I graduated from a well-respected institution a few years back with an undergraduate degree in Finance and Economics. From there I spent about 6 years in the finance "industry" and actually had a very research-intensive job, well-beyond what you might typically associate with asset management.

In 2009 I applied to a handful of Finance PhD programs and got 2 interviews, but ultimately no offers. After much self-reflection I think the main deficiency in my profile was a lack of rigorous math and stats preparation. Although I had a 4.0 and graduated #1 in my class, I had only taken Calc 1 and 2, 1 stats class, etc.

My question is, now that I have been working tirelessly on remedying these shortcomings, how can I further improve my knowledge base. Keeping in mind that I dont want to "mis-learn" things before beginning, what courses and self-studying options should I pursue. If it is of any value, my research interests are in theoretical asset pricing.

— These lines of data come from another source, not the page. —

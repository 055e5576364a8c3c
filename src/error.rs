use std::convert::Infallible;

use thiserror::Error;

#[derive(Debug, Error)]
pub enum ChatError {
    #[error("invalid role: {0:?} (expected one of \"system\", \"user\", \"assistant\")")]
    InvalidRole(String),

    #[error("missing required field: {0}")]
    MissingField(String),

    #[error("serialization error: {0}")]
    Serialization(#[from] serde_json::Error),
}

// lets `Message::try_new` take a `Role` directly, whose conversion can't fail
impl From<Infallible> for ChatError {
    fn from(never: Infallible) -> Self {
        match never {}
    }
}
mod normalize;
mod prompt;
mod template;

pub use normalize::normalize;
pub use prompt::Prompt;
pub use template::TemplateVariables;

So far, in the last 2 years I have taken the following steps:

-Finished Calc 3 -Finished Linear Algebra (undergrad-level) -Taken 6 grad-level courses in statistics (en route to MSc) -Begun a 1 on 1 study of probability and measure theory with a grad professor -Enrolled in graduate-level linear algebra

I am asking this question because I can't think of a more helpful and insightful group of mathematicians, and on the off-chance that others who are considering careers in Finance (academic or industry), can learn about the necessities for rigorous mathematics to achieve these goals.

Any answer is welcome, but specific texts and/or courses to seek out would be most helpful to me.

For example, I am taking the LA course to help with my ability to understand linear transformations and higher-dimensional models that will be necessary in econometrics and other courses.

Also, while I never had a course in Analysis, I worked through a few books to try and get the foundation so that I could study PhD-level measure theory. Prior to starting this course, I worked through the Springer Undergraduate Text called "Measure, Integral, and Probability," and found it a perfect bridge to Resnick's "A Probability Path."

The most logical explanation to continue these studies seems to move on to a beginning course in Stochastic Processes/Markov Theory. With this example specifically, am I missing any foundational coursework that is vital/will not be developed in the text? What texts would the community recommend for this subject?

I hope this question is of value for others who may be in similar situations. Any specific guidance is welcome.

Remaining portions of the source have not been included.